As we began our lives together, he quickly started spiraling downward. At first, I persuaded myself it wasn’t happening. I wanted to believe that his delusions and conspiracy theories were somehow true. When they failed to be, I found it increasingly difficult to smile and pretend everything was alright. His distrust and emotional violence towards me began escalating rapidly from that point forward. What once was a dream became more and more a nightmare.
I was constantly praying for deliverance, strength, protection, calling friends and family in tears, lost in confusion and fear.
The night before Oscar Sunday 2013, I found myself in the driveway of a friend’s house with another friend, bemoaning to him all my trials and tribulations once again. He astutely pointed out that my entire life I had been a victim of some form of abuse. This was oddly comforting and inspiring.
The next day I gave a performance which, if filmed, would have earned me an Academy Award. I tearfully kicked the love of my life out and lived to tell the story.
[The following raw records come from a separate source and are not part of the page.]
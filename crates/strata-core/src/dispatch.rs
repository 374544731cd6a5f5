//! Job dispatch
//!
//! The dispatcher creates one job per task in the order it is given and
//! drives each job through its lifecycle. On every transition the job's
//! callbacks run first, then the subscribers registered on the owning
//! pipeline at that moment. Callback and subscriber failures, including
//! panics, are logged and never reach the job or other subscribers.

use crate::entities::{Job, Pipeline, Task};
use crate::error::{OrchestratorError, Result};
use crate::ids::{JobId, PipelineId};
use crate::manager::{DataManager, EntityManager, JobManager};
use crate::registry::{FunctionRegistry, SubscriberRegistry};
use crate::settings::JobMode;
use parking_lot::Mutex;
use std::fmt;
use std::panic::{self, AssertUnwindSafe};
use std::sync::Arc;
use strata_kernel::JobStatus;
use tokio::runtime::{Builder, Runtime};
use tokio::task::JoinHandle;

/// One-shot callback attached to the jobs of a single submission
pub type JobCallback = Arc<dyn Fn(&Job) -> anyhow::Result<()> + Send + Sync>;

/// Runs the body of a task
pub trait TaskExecutor: Send + Sync {
    /// Execute `task` on behalf of job `job_id`
    ///
    /// # Errors
    /// Any error marks the job `FAILED`
    fn execute(&self, task: &Task, job_id: &JobId) -> anyhow::Result<()>;
}

/// Executor calling registered task functions.
///
/// Inputs are read in position order, the function is called, and each
/// returned value is written to the output at the same position.
pub struct FunctionExecutor {
    functions: Arc<FunctionRegistry>,
    data: Arc<DataManager>,
}

impl FunctionExecutor {
    /// Create executor
    #[must_use]
    pub fn new(functions: Arc<FunctionRegistry>, data: Arc<DataManager>) -> Self {
        Self { functions, data }
    }
}

impl TaskExecutor for FunctionExecutor {
    fn execute(&self, task: &Task, job_id: &JobId) -> anyhow::Result<()> {
        let function =
            self.functions
                .get(task.function())
                .ok_or_else(|| OrchestratorError::UnknownFunction {
                    name: task.function().to_string(),
                })?;

        let inputs = task
            .inputs()
            .iter()
            .map(|id| self.data.read(id))
            .collect::<Result<Vec<_>>>()?;
        let outputs = function(&inputs)?;

        anyhow::ensure!(
            outputs.len() == task.outputs().len(),
            "function `{}` returned {} values for {} outputs",
            task.function(),
            outputs.len(),
            task.outputs().len()
        );
        for (id, value) in task.outputs().iter().zip(outputs) {
            self.data.write(id, value, Some(job_id))?;
        }
        Ok(())
    }
}

impl fmt::Debug for FunctionExecutor {
    fn fmt(&self, f: &mut fmt::Formatter<'_>) -> fmt::Result {
        f.debug_struct("FunctionExecutor")
            .field("functions", &self.functions)
            .finish_non_exhaustive()
    }
}

/// Drives single jobs through their lifecycle
pub(crate) struct JobRunner {
    executor: Arc<dyn TaskExecutor>,
    jobs: Arc<JobManager>,
    pipelines: Arc<EntityManager<Pipeline>>,
    subscribers: Arc<SubscriberRegistry>,
}

impl JobRunner {
    pub(crate) fn new(
        executor: Arc<dyn TaskExecutor>,
        jobs: Arc<JobManager>,
        pipelines: Arc<EntityManager<Pipeline>>,
        subscribers: Arc<SubscriberRegistry>,
    ) -> Self {
        Self {
            executor,
            jobs,
            pipelines,
            subscribers,
        }
    }

    fn submit(
        &self,
        task: &Task,
        pipeline_id: Option<&PipelineId>,
        callbacks: &[JobCallback],
    ) -> Result<Job> {
        let job = self.jobs.create(task, pipeline_id)?;
        tracing::debug!(job_id = %job.id(), task_id = %task.id(), "job submitted");
        self.notify(&job, callbacks);
        Ok(job)
    }

    /// Delete the jobs of a submission that could not be completed
    fn withdraw<'a>(&self, jobs: impl IntoIterator<Item = &'a Job>) {
        for job in jobs {
            match self.jobs.delete(job.id()) {
                Ok(()) => tracing::debug!(job_id = %job.id(), "job withdrawn"),
                Err(e) => tracing::warn!(job_id = %job.id(), error = %e, "cannot withdraw job"),
            }
        }
    }

    fn run(&self, mut job: Job, task: &Task, callbacks: &[JobCallback]) -> Result<Job> {
        self.transition(&mut job, JobStatus::Running, callbacks)?;

        let outcome = panic::catch_unwind(AssertUnwindSafe(|| {
            self.executor.execute(task, job.id())
        }));
        let status = match outcome {
            Ok(Ok(())) => JobStatus::Completed,
            Ok(Err(e)) => {
                tracing::warn!(job_id = %job.id(), task_id = %task.id(), error = %format!("{e:#}"), "task failed");
                job.push_error(format!("{e:#}"));
                JobStatus::Failed
            }
            Err(_) => {
                tracing::warn!(job_id = %job.id(), task_id = %task.id(), "task panicked");
                job.push_error("task panicked".to_string());
                JobStatus::Failed
            }
        };

        self.transition(&mut job, status, callbacks)?;
        Ok(job)
    }

    fn transition(&self, job: &mut Job, status: JobStatus, callbacks: &[JobCallback]) -> Result<()> {
        job.transition(status)?;
        self.jobs.set(job)?;
        tracing::debug!(job_id = %job.id(), status = %status, "job transition");
        self.notify(job, callbacks);
        Ok(())
    }

    fn notify(&self, job: &Job, callbacks: &[JobCallback]) {
        for callback in callbacks {
            isolate("job callback", job, || callback(job));
        }

        let Some(pipeline_id) = job.pipeline_id() else {
            return;
        };
        let pipeline = match self.pipelines.find(pipeline_id.as_str()) {
            Ok(Some(pipeline)) => pipeline,
            Ok(None) => return,
            Err(e) => {
                tracing::warn!(job_id = %job.id(), pipeline_id = %pipeline_id, error = %e, "cannot load subscribers");
                return;
            }
        };
        for name in pipeline.subscribers() {
            match self.subscribers.get(name) {
                Some(subscriber) => isolate(name, job, || subscriber(&pipeline, job)),
                None => {
                    tracing::warn!(job_id = %job.id(), subscriber = %name, "subscriber not registered");
                }
            }
        }
    }
}

fn isolate(name: &str, job: &Job, f: impl FnOnce() -> anyhow::Result<()>) {
    match panic::catch_unwind(AssertUnwindSafe(f)) {
        Ok(Ok(())) => {}
        Ok(Err(e)) => {
            tracing::warn!(job_id = %job.id(), subscriber = %name, error = %format!("{e:#}"), "subscriber failed");
        }
        Err(_) => {
            tracing::warn!(job_id = %job.id(), subscriber = %name, "subscriber panicked");
        }
    }
}

enum Mode {
    Synchronous,
    Standalone {
        runtime: Runtime,
        in_flight: Mutex<Vec<JoinHandle<()>>>,
    },
}

/// Hands ordered tasks to the executor, one job each
pub struct Dispatcher {
    runner: Arc<JobRunner>,
    mode: Mode,
}

impl Dispatcher {
    pub(crate) fn new(runner: JobRunner, mode: &JobMode) -> Result<Self> {
        let mode = match mode {
            JobMode::Synchronous => Mode::Synchronous,
            JobMode::Standalone { workers } => {
                let runtime = Builder::new_multi_thread()
                    .worker_threads((*workers).max(1))
                    .max_blocking_threads((*workers).max(1))
                    .thread_name("strata-worker")
                    .enable_all()
                    .build()
                    .map_err(OrchestratorError::Runtime)?;
                Mode::Standalone {
                    runtime,
                    in_flight: Mutex::new(Vec::new()),
                }
            }
        };
        Ok(Self {
            runner: Arc::new(runner),
            mode,
        })
    }

    /// Whether jobs run inline in the submitting thread
    #[inline]
    #[must_use]
    pub fn is_synchronous(&self) -> bool {
        matches!(self.mode, Mode::Synchronous)
    }

    /// Create one job per task, in the given order, and run them.
    ///
    /// Synchronous mode returns finished jobs. Standalone mode returns the
    /// `SUBMITTED` jobs and runs them in order on a worker thread; a failed
    /// job does not stop the ones after it. If a standalone submission fails
    /// partway, the jobs it already created are deleted and none of them runs.
    ///
    /// # Errors
    /// Store failures while creating or updating jobs
    pub fn dispatch(
        &self,
        tasks: Vec<Task>,
        pipeline_id: Option<&PipelineId>,
        callbacks: &[JobCallback],
    ) -> Result<Vec<Job>> {
        match &self.mode {
            Mode::Synchronous => {
                let mut jobs = Vec::with_capacity(tasks.len());
                for task in &tasks {
                    let job = self.runner.submit(task, pipeline_id, callbacks)?;
                    jobs.push(self.runner.run(job, task, callbacks)?);
                }
                Ok(jobs)
            }
            Mode::Standalone { runtime, in_flight } => {
                let mut batch = Vec::with_capacity(tasks.len());
                for task in tasks {
                    match self.runner.submit(&task, pipeline_id, callbacks) {
                        Ok(job) => batch.push((job, task)),
                        Err(e) => {
                            self.runner.withdraw(batch.iter().map(|(job, _)| job));
                            return Err(e);
                        }
                    }
                }
                let submitted: Vec<Job> = batch.iter().map(|(job, _)| job.clone()).collect();

                let runner = Arc::clone(&self.runner);
                let callbacks = callbacks.to_vec();
                let handle = runtime.spawn_blocking(move || {
                    for (job, task) in batch {
                        let job_id = job.id().clone();
                        if let Err(e) = runner.run(job, &task, &callbacks) {
                            tracing::error!(job_id = %job_id, error = %e, "job bookkeeping failed");
                        }
                    }
                });
                in_flight.lock().push(handle);
                Ok(submitted)
            }
        }
    }

    /// Dispatch a single task outside any pipeline
    ///
    /// # Errors
    /// Store failures while creating or updating the job
    pub fn dispatch_task(&self, task: Task, callbacks: &[JobCallback]) -> Result<Job> {
        let task_id = task.id().clone();
        self.dispatch(vec![task], None, callbacks)?
            .pop()
            .ok_or_else(|| OrchestratorError::NonExistingTask {
                id: task_id.into_inner(),
            })
    }

    /// Block until every standalone submission has finished.
    ///
    /// Must be called from outside the dispatcher's runtime. A no-op in
    /// synchronous mode.
    pub fn wait_for_all(&self) {
        let Mode::Standalone { runtime, in_flight } = &self.mode else {
            return;
        };
        let handles: Vec<_> = in_flight.lock().drain(..).collect();
        for handle in handles {
            if let Err(e) = runtime.block_on(handle) {
                tracing::error!(error = %e, "submission worker panicked");
            }
        }
    }
}

impl fmt::Debug for Dispatcher {
    fn fmt(&self, f: &mut fmt::Formatter<'_>) -> fmt::Result {
        f.debug_struct("Dispatcher")
            .field("synchronous", &self.is_synchronous())
            .finish_non_exhaustive()
    }
}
Thus began my new life. As I began to pick up the pieces, with the help of the love and laughter of some new friends and old, I grew stronger and my life began to expand exponentially. My dreams and passions became real-life pursuits and the only things that mattered.
As my friend had pointed out that fateful night, I began to look back on my life at the other forms of abuse I had experienced and was finally able to release my anger and denial. I learned about the kind of child abuse I had incurred, youthful abuse from my classmates in middle school, and I discovered a name for the turmoil I’d experienced at church: spiritual abuse. Lastly, I realized the violence I had inflicted upon myself as a result. This didn’t spur on more anger, but came as a sort of release.
I was able to finally forgive and heal, not just the wounds of others but my own wounds as well. I chose to no longer allow negativity, abuse, and control from others, and I chose to follow my own path. I was able, then, to offer love to all, both friend and foe, and also to love myself. I was finally free to be me, to accept myself fully, and to see beauty in every part of myself. I was able to see the reasons for the years of suffering, to see how it connected to my true path.
“I made it through the wilderness, somehow I made it through,” as Madonna croons. “I became shiny and new.”
I found my way out. I found freedom. At Last.